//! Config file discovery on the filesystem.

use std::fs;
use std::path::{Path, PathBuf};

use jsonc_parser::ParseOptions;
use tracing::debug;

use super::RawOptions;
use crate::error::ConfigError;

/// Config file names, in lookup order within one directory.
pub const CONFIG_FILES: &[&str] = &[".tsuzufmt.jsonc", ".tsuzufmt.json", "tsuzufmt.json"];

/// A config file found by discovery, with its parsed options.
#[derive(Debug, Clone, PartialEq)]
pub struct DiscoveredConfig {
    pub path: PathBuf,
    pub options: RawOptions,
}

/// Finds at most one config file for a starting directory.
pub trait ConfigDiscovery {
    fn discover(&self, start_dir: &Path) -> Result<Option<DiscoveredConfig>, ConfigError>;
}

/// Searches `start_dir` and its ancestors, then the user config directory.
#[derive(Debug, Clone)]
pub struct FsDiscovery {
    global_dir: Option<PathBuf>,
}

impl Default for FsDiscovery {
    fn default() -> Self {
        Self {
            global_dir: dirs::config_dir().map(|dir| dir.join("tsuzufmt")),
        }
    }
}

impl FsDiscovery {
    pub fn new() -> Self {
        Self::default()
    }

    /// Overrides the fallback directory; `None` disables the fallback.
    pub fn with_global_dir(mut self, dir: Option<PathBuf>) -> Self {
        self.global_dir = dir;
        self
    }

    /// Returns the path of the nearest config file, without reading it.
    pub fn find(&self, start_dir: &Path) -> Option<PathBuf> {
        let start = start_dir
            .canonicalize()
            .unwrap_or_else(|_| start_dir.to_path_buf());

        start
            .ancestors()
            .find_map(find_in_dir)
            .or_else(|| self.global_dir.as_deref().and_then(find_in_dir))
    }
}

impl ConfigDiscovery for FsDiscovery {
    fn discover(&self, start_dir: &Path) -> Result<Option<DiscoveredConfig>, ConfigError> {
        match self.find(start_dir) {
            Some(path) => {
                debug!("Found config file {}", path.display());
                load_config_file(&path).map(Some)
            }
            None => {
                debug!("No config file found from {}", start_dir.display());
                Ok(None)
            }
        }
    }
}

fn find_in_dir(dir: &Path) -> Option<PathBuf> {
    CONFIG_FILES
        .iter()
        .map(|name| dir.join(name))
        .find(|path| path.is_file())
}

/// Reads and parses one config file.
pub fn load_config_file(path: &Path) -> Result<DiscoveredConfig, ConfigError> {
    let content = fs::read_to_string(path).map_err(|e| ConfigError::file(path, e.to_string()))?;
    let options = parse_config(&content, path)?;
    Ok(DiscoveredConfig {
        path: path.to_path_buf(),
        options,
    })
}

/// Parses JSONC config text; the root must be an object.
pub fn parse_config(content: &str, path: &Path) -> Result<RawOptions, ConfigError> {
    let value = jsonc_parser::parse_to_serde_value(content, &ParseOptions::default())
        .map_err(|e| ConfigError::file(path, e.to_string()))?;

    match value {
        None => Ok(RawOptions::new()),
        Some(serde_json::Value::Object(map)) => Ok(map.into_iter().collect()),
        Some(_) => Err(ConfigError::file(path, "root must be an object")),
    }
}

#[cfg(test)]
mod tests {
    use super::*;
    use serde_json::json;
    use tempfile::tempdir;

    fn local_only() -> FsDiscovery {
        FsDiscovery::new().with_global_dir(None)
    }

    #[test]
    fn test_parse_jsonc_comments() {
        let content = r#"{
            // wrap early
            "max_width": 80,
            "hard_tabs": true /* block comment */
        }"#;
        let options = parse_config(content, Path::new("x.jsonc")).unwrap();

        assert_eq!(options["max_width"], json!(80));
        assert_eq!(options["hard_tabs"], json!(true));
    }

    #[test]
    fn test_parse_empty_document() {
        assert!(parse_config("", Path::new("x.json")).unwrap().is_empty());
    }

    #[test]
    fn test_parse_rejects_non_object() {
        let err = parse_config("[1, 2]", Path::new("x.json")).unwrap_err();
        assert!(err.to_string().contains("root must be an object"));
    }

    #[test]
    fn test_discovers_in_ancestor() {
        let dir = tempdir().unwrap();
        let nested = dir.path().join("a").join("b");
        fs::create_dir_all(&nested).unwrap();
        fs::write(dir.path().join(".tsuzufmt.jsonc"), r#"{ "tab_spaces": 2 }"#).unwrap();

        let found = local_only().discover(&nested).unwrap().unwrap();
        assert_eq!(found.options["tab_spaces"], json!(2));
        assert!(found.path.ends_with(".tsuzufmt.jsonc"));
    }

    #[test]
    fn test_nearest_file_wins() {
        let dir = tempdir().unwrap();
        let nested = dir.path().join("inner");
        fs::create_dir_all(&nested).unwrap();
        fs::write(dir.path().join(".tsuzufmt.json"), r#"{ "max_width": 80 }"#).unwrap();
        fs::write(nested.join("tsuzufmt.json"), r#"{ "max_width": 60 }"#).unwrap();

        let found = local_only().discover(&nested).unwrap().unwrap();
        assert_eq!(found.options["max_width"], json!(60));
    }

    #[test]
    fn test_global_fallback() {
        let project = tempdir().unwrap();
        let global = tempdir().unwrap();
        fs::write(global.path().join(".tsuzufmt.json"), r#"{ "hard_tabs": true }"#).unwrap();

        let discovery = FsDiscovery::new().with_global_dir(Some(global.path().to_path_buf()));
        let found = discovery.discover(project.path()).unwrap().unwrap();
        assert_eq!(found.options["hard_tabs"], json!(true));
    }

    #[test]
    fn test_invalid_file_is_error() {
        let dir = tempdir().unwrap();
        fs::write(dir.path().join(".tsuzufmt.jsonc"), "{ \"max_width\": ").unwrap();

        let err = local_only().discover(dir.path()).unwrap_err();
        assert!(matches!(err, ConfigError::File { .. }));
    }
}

=-=-=-=-=

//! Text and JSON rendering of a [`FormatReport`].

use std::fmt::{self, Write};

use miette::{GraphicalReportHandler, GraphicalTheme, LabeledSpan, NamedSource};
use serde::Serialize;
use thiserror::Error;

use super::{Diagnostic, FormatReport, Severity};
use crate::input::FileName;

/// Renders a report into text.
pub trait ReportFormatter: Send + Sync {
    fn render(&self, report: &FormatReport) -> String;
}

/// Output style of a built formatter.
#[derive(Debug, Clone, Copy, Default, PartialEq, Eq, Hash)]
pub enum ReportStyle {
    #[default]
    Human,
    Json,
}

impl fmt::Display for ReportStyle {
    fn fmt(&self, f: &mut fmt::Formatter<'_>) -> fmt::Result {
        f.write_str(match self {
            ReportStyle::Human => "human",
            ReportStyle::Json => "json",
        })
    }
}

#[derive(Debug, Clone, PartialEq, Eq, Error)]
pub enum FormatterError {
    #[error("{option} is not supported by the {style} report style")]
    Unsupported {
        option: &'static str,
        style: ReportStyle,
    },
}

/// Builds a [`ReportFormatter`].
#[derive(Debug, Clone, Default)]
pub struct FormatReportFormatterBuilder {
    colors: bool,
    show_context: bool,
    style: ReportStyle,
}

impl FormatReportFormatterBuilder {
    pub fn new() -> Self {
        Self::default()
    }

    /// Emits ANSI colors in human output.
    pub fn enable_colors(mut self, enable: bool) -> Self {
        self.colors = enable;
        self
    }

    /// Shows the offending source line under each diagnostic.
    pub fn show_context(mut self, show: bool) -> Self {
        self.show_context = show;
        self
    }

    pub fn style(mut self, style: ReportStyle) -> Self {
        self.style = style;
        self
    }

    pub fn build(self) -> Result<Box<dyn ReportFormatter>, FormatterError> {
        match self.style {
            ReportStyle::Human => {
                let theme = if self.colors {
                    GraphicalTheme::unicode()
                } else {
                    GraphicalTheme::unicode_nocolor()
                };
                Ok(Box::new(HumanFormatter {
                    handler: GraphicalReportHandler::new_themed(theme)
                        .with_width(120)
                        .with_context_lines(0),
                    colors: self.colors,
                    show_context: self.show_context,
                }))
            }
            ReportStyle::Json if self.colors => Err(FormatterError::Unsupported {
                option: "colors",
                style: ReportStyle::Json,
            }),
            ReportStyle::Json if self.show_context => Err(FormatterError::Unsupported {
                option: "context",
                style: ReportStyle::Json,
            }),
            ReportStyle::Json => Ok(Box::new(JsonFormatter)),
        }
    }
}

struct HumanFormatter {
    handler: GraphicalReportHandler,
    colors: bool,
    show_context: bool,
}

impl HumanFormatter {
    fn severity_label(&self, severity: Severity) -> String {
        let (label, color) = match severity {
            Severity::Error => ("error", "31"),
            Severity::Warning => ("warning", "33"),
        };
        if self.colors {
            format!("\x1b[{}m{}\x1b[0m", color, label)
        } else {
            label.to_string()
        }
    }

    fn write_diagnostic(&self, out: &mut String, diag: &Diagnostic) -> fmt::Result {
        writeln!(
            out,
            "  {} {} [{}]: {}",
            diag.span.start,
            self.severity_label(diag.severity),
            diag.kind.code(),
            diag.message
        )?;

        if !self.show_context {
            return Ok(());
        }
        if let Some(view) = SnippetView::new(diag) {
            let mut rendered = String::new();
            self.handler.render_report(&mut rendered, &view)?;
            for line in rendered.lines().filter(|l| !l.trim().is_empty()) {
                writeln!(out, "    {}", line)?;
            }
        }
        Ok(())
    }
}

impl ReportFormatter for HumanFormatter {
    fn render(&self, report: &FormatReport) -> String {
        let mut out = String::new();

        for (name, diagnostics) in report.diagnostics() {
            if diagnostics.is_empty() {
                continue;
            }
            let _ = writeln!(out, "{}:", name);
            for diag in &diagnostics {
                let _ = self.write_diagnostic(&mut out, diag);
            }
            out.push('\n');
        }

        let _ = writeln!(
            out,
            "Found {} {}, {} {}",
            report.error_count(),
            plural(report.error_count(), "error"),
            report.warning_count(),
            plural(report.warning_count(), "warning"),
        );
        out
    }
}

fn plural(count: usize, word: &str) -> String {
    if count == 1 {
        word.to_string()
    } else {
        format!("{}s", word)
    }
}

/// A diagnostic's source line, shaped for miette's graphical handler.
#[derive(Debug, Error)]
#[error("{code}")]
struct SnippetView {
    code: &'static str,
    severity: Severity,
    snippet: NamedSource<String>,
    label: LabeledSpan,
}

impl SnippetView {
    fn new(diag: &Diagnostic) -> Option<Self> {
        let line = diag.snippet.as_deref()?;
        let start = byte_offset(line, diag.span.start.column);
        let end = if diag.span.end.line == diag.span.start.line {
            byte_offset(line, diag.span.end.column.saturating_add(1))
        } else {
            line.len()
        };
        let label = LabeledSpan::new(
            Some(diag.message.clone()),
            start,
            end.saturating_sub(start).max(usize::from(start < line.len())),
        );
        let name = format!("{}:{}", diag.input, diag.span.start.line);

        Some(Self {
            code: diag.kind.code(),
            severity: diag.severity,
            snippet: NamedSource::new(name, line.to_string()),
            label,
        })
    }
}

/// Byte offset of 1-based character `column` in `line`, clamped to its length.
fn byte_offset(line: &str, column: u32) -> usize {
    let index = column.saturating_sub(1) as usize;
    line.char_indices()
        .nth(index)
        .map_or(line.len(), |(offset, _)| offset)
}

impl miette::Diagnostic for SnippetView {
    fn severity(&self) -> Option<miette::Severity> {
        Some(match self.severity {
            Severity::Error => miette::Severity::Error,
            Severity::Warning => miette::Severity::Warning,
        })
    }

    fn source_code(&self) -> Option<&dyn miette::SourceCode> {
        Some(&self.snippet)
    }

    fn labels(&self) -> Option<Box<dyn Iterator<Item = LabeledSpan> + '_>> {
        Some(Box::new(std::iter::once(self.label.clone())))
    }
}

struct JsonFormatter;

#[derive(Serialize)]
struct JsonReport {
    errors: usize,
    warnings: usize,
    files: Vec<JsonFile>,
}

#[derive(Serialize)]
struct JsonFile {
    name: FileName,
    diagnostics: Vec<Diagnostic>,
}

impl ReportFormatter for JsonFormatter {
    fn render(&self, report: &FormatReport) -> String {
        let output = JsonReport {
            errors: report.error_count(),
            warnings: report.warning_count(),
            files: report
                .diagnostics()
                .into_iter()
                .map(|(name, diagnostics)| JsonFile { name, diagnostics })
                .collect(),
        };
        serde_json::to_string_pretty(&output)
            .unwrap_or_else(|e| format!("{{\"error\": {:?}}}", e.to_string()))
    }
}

=-=-=-=-=

• _YOUR ASSIGNMENT_
State the number of lines in the material holding the word "GraphicalReportHandler". Add nothing else.

• _EXERCISE ANSWER_
3